System administrators are finding that conventional storage architectures, which rely heavily on hard disk media, lack the performance to meet the demands of today’s workloads. Application architects are responding by adopting a holistic approach to memory architecture that combines conventional storage media with a new entrant in the enterprise space, flash memory. Long a preferred memory medium for consumer devices, NAND flash memory offers 10-100X performance improvement over that of hard disk drives (HDDs) for enterprise applications. Flash is also the most cost-effective non-volatile storage medium for frequently used data and applications. By using flash memory arrays, enterprises can dramatically reduce storage footprint, CPU and software licenses, and consequently, data center power, space and operation cost.
At the core of this new high performance memory subsystem is a PLD-based Programmable State Machine (PSM). The PSM supports RAID algorithms (essential to ensure data integrity), memory control and high-speed I/O functionality. Programmable logic devices are particularly advantageous for these state machines owing to their inherent design flexibility, embedded processors, hardened memory controllers and high-speed serial I/O blocks. A flash memory architecture supported by a PLD-based PSM uniquely enables data center administrators to respond to the growing demands on their storage resources by balancing performance needs with data integrity, system scalability and serviceability.
Leveraging the storage hierarchy
The various memory types and the role they play in a given storage subsystem can be viewed as a hierarchy, ordered in terms of performance, cost and capacity as illustrated in Figure 1. At the high end of the performance spectrum are embedded processor memory and L1/L2 cache. At the opposite end of the spectrum is tape back-up, which offers very high capacity storage at very low cost, but very slow speed. In between are the primary workhorses of storage subsystems: relatively fast and expensive DRAM, somewhat slower but less expensive and more capacious Flash RAM, and HDDs - traditionally the dominant storage medium in memory systems.
Today’s storage architectures employ a hybrid of memory types from throughout the hierarchy. Some systems might contain the spectrum of memory types, others only a couple. The mix and weighting of memory types in a given system depends on data volumes, processing workload and other factors. For data- and I/O-intensive applications such as enterprise data centers, a large number of memory types would be leveraged.
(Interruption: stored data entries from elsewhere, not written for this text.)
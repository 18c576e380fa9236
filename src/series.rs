use serde::{Deserialize, Serialize};
use std::ops::Index;

use crate::{Error, IndicatorSeries, Ohlcv, Price, PriceSource, Result, Timestamp};

/// One OHLCV observation.
///
/// The crate's own bar record. Any other type implementing [`Ohlcv`] can be
/// used in its place.
#[derive(Clone, Copy, Debug, PartialEq, Serialize, Deserialize)]
pub struct Bar {
    open_time: Timestamp,
    open: Price,
    high: Price,
    low: Price,
    close: Price,
    #[serde(default)]
    volume: f64,
}

impl Bar {
    #[must_use]
    pub const fn new(
        open_time: Timestamp,
        open: Price,
        high: Price,
        low: Price,
        close: Price,
        volume: f64,
    ) -> Self {
        Self {
            open_time,
            open,
            high,
            low,
            close,
            volume,
        }
    }
}

impl Ohlcv for Bar {
    fn open(&self) -> Price {
        self.open
    }

    fn high(&self) -> Price {
        self.high
    }

    fn low(&self) -> Price {
        self.low
    }

    fn close(&self) -> Price {
        self.close
    }

    fn open_time(&self) -> Timestamp {
        self.open_time
    }

    fn volume(&self) -> f64 {
        self.volume
    }
}

/// Ordered price history.
///
/// Bars are strictly increasing by [`open_time`](Ohlcv::open_time), every
/// price is finite and positive, and volume is finite and non-negative.
/// The series is immutable once built; calculators only borrow it.
///
/// An empty series is valid to construct. Calculators map it to empty
/// indicator series and [`summarize`](crate::summarize) rejects it with
/// [`Error::InsufficientData`].
///
/// # Example
///
/// ```
/// use chartdeck_ta::{Bar, Series};
///
/// let series = Series::new(vec![
///     Bar::new(1, 10.0, 10.5, 9.5, 10.0, 1_000.0),
///     Bar::new(2, 10.0, 11.5, 9.8, 11.0, 1_200.0),
/// ])
/// .unwrap();
///
/// assert_eq!(series.len(), 2);
/// ```
#[derive(Clone, Debug, PartialEq)]
pub struct Series<B: Ohlcv = Bar> {
    bars: Vec<B>,
}

impl<B: Ohlcv> Series<B> {
    /// Validates and wraps `bars`.
    ///
    /// # Errors
    ///
    /// Returns [`Error::InvalidSeries`] naming the first offending bar when
    /// timestamps are not strictly increasing, a price is not finite and
    /// positive, or volume is negative or not finite.
    pub fn new(bars: Vec<B>) -> Result<Self> {
        let mut last_open_time: Option<Timestamp> = None;

        for (index, bar) in bars.iter().enumerate() {
            if let Err(reason) = Self::check_bar(bar, last_open_time) {
                tracing::warn!(index, %reason, "rejected bar series");
                return Err(Error::InvalidSeries { index, reason });
            }
            last_open_time = Some(bar.open_time());
        }

        Ok(Self { bars })
    }

    fn check_bar(bar: &B, last_open_time: Option<Timestamp>) -> std::result::Result<(), String> {
        if let Some(last) = last_open_time
            && bar.open_time() <= last
        {
            return Err(format!(
                "open_time {} does not follow {last}",
                bar.open_time()
            ));
        }

        for (field, price) in [
            ("open", bar.open()),
            ("high", bar.high()),
            ("low", bar.low()),
            ("close", bar.close()),
        ] {
            if !price.is_finite() || price <= 0.0 {
                return Err(format!("{field} price {price} must be finite and positive"));
            }
        }

        let volume = bar.volume();
        if !volume.is_finite() || volume < 0.0 {
            return Err(format!("volume {volume} must be finite and non-negative"));
        }

        Ok(())
    }

    #[inline]
    #[must_use]
    pub fn len(&self) -> usize {
        self.bars.len()
    }

    #[inline]
    #[must_use]
    pub fn is_empty(&self) -> bool {
        self.bars.is_empty()
    }

    #[inline]
    #[must_use]
    pub fn bars(&self) -> &[B] {
        &self.bars
    }

    #[inline]
    pub fn iter(&self) -> std::slice::Iter<'_, B> {
        self.bars.iter()
    }

    #[inline]
    #[must_use]
    pub fn first(&self) -> Option<&B> {
        self.bars.first()
    }

    #[inline]
    #[must_use]
    pub fn last(&self) -> Option<&B> {
        self.bars.last()
    }

    /// Extracts one price column as a fully defined [`IndicatorSeries`].
    ///
    /// Useful for feeding prices into value-level calculators such as
    /// [`compute_rolling_std_dev`](crate::compute_rolling_std_dev).
    #[must_use]
    pub fn prices(&self, source: PriceSource) -> IndicatorSeries {
        let mut prev_close = None;

        self.bars
            .iter()
            .map(|bar| {
                let price = source.extract(bar, prev_close);
                prev_close = Some(bar.close());
                Some(price)
            })
            .collect()
    }

    #[must_use]
    pub fn into_bars(self) -> Vec<B> {
        self.bars
    }
}

impl Series<Bar> {
    /// Builds a series from closing prices alone, with open, high and low
    /// equal to the close, zero volume, and sequential timestamps from 1.
    ///
    /// # Errors
    ///
    /// Returns [`Error::InvalidSeries`] if a close is not finite and positive.
    pub fn from_closes(closes: &[Price]) -> Result<Self> {
        Self::new(
            (1..)
                .zip(closes)
                .map(|(t, &c)| Bar::new(t, c, c, c, c, 0.0))
                .collect(),
        )
    }
}

impl<B: Ohlcv> Index<usize> for Series<B> {
    type Output = B;

    fn index(&self, index: usize) -> &Self::Output {
        &self.bars[index]
    }
}

impl<'a, B: Ohlcv> IntoIterator for &'a Series<B> {
    type Item = &'a B;
    type IntoIter = std::slice::Iter<'a, B>;

    fn into_iter(self) -> Self::IntoIter {
        self.bars.iter()
    }
}

impl<B: Ohlcv> TryFrom<Vec<B>> for Series<B> {
    type Error = Error;

    fn try_from(bars: Vec<B>) -> Result<Self> {
        Self::new(bars)
    }
}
HDD memory has been and will continue to be used for the majority of data storage and access operations. However, for mission critical applications that require the highest level of performance, flash is displacing spinning media because of its superior performance and competitive price point.
Flash for enterprise applications
The introduction of flash into enterprise storage systems is not without its challenges. Reliability concerns have historically been an impediment to use of flash in enterprise applications. These concerns have been at least somewhat allayed by the highly successful and ubiquitous use of flash in consumer products, from cell phones to PCs. Despite the consumer proof point, though, the nature of many enterprise applications, such as financial transaction processing, demand safeguards to ensure data integrity. By applying RAID algorithms to flash-based system design, though, data integrity for even the most sensitive applications can be assured.
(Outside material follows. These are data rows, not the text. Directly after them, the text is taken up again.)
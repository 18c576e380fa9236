use serde::Serialize;
use tracing::{debug, warn};

use crate::{
    AnalysisConfig, Error, Indicator, IndicatorConfig, IndicatorConfigBuilder, IndicatorSeries,
    Macd, MacdSeries, Ohlcv, Result, Rsi, Series, Sma, SmaConfig, Summary, compute_returns,
    compute_rolling_std_dev, summarize,
};

/// Simple moving average of closes for one window length.
#[derive(Clone, Debug, PartialEq, Serialize)]
pub struct MovingAverage {
    pub window: usize,
    pub values: IndicatorSeries,
}

/// Every derived series and the summary for one bar series.
///
/// All series are aligned with the input: `returns[i]`, `rsi[i]` and so on
/// describe bar `i`.
#[derive(Clone, Debug, PartialEq, Serialize)]
pub struct Analysis {
    pub returns: IndicatorSeries,
    /// One entry per configured window, in configuration order.
    pub moving_averages: Vec<MovingAverage>,
    /// Rolling sample standard deviation of `returns`.
    pub volatility: IndicatorSeries,
    pub rsi: IndicatorSeries,
    pub macd: MacdSeries,
    pub summary: Summary,
}

impl Analysis {
    /// Moving average for `window`, if it was configured.
    #[must_use]
    pub fn moving_average(&self, window: usize) -> Option<&IndicatorSeries> {
        self.moving_averages
            .iter()
            .find(|ma| ma.window == window)
            .map(|ma| &ma.values)
    }
}

/// Runs every indicator and the summary over `series`.
///
/// Each indicator starts from fresh state, so the result depends only on
/// `series` and `config`.
///
/// # Errors
///
/// - [`Error::InvalidParameter`] if `config` fails [`AnalysisConfig::validate`].
/// - [`Error::InsufficientData`] if `series` is empty, or if
///   `require_full_history` is set and `series` is shorter than
///   [`AnalysisConfig::required_history`].
///
/// # Example
///
/// ```
/// use chartdeck_ta::{AnalysisConfig, Series, analyze};
///
/// let closes: Vec<f64> = (0..60).map(|i| 100.0 + f64::from(i)).collect();
/// let series = Series::from_closes(&closes).unwrap();
/// let analysis = analyze(&series, &AnalysisConfig::default()).unwrap();
///
/// assert_eq!(analysis.rsi.last(), Some(100.0));
/// assert_eq!(analysis.moving_average(20).unwrap().len(), 60);
/// ```
pub fn analyze<B: Ohlcv>(series: &Series<B>, config: &AnalysisConfig) -> Result<Analysis> {
    config.validate()?;

    let required = config.required_history();
    if config.require_full_history && series.len() < required {
        warn!(
            required,
            available = series.len(),
            "series too short for full history"
        );
        return Err(Error::InsufficientData {
            required,
            available: series.len(),
        });
    }

    let returns = compute_returns(series);
    let summary = summarize(series, &returns)?;

    let moving_averages = config
        .moving_average_windows
        .iter()
        .map(|&window| {
            let sma = SmaConfig::builder().length(window).build()?;
            Ok(MovingAverage {
                window,
                values: Sma::over(sma, series),
            })
        })
        .collect::<Result<Vec<_>>>()?;

    let volatility = compute_rolling_std_dev(&returns, config.volatility_window)?;
    let rsi = Rsi::over(config.rsi()?, series);
    let macd: MacdSeries = Macd::over(config.macd()?, series).into();

    debug!(
        bars = series.len(),
        defined_rsi = rsi.defined_count(),
        moving_averages = moving_averages.len(),
        "analysis complete"
    );

    Ok(Analysis {
        returns,
        moving_averages,
        volatility,
        rsi,
        macd,
        summary,
    })
}

/// Analyzes several named series with one configuration.
///
/// Output order matches input order. A failure for one series does not stop
/// the others. With the `parallel` feature the series are analyzed on the
/// rayon thread pool.
pub fn analyze_all<B: Ohlcv + Sync>(
    series: &[(String, Series<B>)],
    config: &AnalysisConfig,
) -> Vec<(String, Result<Analysis>)> {
    debug!(count = series.len(), "analyzing series batch");

    let run = |(symbol, bars): &(String, Series<B>)| {
        debug!(%symbol, bars = bars.len(), "analyzing series");
        (symbol.clone(), analyze(bars, config))
    };

    #[cfg(feature = "parallel")]
    let results: Vec<_> = {
        use rayon::prelude::*;
        series.par_iter().map(run).collect()
    };

    #[cfg(not(feature = "parallel"))]
    let results: Vec<_> = series.iter().map(run).collect();

    results
}
use std::fmt::Display;

use crate::{Error, IndicatorSeries, Price, Result, rolling_window::RollingWindow};

/// Rolling sample standard deviation over a stream of possibly-undefined
/// values.
///
/// Works on derived series (usually percentage returns) rather than on bars,
/// so it is fed `Option<f64>` directly. Each output uses the last `length`
/// values with denominator `length − 1`; any undefined value inside the
/// window makes the output undefined.
///
/// # Example
///
/// ```
/// use chartdeck_ta::RollingStdDev;
///
/// let mut sd = RollingStdDev::new(2).unwrap();
/// assert_eq!(sd.push(Some(1.0)), None);
/// assert_eq!(sd.push(Some(3.0)), Some(2.0_f64.sqrt()));
/// ```
#[derive(Clone, Debug)]
pub struct RollingStdDev {
    length: usize,
    window: RollingWindow,
    current: Option<f64>,
}

impl RollingStdDev {
    /// # Errors
    ///
    /// Returns [`Error::InvalidParameter`] if `length` is zero.
    pub fn new(length: usize) -> Result<Self> {
        let length = Error::check_positive("window", length)?;
        Ok(Self {
            length,
            window: RollingWindow::new(length),
            current: None,
        })
    }

    /// Feeds the next value and returns the updated standard deviation.
    #[inline]
    pub fn push(&mut self, value: Option<Price>) -> Option<f64> {
        self.window.push(value);
        self.current = self.window.sample_variance().map(f64::sqrt);
        self.current
    }

    #[inline]
    #[must_use]
    pub fn value(&self) -> Option<f64> {
        self.current
    }

    #[inline]
    #[must_use]
    pub fn length(&self) -> usize {
        self.length
    }
}

impl Display for RollingStdDev {
    fn fmt(&self, f: &mut std::fmt::Formatter<'_>) -> std::fmt::Result {
        write!(f, "STDEV({})", self.length)
    }
}

/// Rolling sample standard deviation of `values` over `window` positions.
///
/// Typically applied to the output of
/// [`compute_returns`](crate::compute_returns) for volatility reporting.
/// The result has the same length as `values`. A window of one is accepted
/// but every position is undefined, since a single value has no sample
/// deviation.
///
/// # Errors
///
/// Returns [`Error::InvalidParameter`] if `window` is zero.
pub fn compute_rolling_std_dev(values: &IndicatorSeries, window: usize) -> Result<IndicatorSeries> {
    let mut sd = RollingStdDev::new(window)?;
    Ok(values.iter().map(|v| sd.push(v)).collect())
}

/// Mean and sample standard deviation of a slice.
///
/// The mean needs one value, the deviation two.
#[allow(clippy::cast_precision_loss)]
pub(crate) fn mean_and_sample_std(values: &[f64]) -> (Option<f64>, Option<f64>) {
    if values.is_empty() {
        return (None, None);
    }

    let n = values.len() as f64;
    let mean = values.iter().sum::<f64>() / n;

    let std = (values.len() >= 2).then(|| {
        let squared: f64 = values.iter().map(|v| (v - mean) * (v - mean)).sum();
        (squared / (n - 1.0)).sqrt()
    });

    (Some(mean), std)
}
Systems architects must also contend with multiple types of flash memory. There are currently two common varieties of flash: multi-level (MLC flash) and single-level charge (SLC flash). MLC flash allows for more than two possible states, while SLC offers only two. MLC is also less costly than SLC. Because the voltage states can drift in MLC flash, though, developers of many enterprise applications opt for the more reliable, more costly, SLC flash. Once again, though, developers are finding a means to utilize more economical MLC flash in enterprise applications through software. RAID algorithms and enhanced ECC protection can be deployed to mitigate MLC reliability risks.
Beyond flash, new memory types are evolving. Phase change memory, which purports faster switching times and more scalability than flash, is in its infancy. PCM technology currently lacks the capacity of flash, but eventually could be a viable option for deployment in the enterprise memory mix. In order to manage multiple memory types and take advantage of emerging technologies, the flexibility and adaptability of programmable logic devices for memory control ad management can prove invaluable in memory array subsystem design.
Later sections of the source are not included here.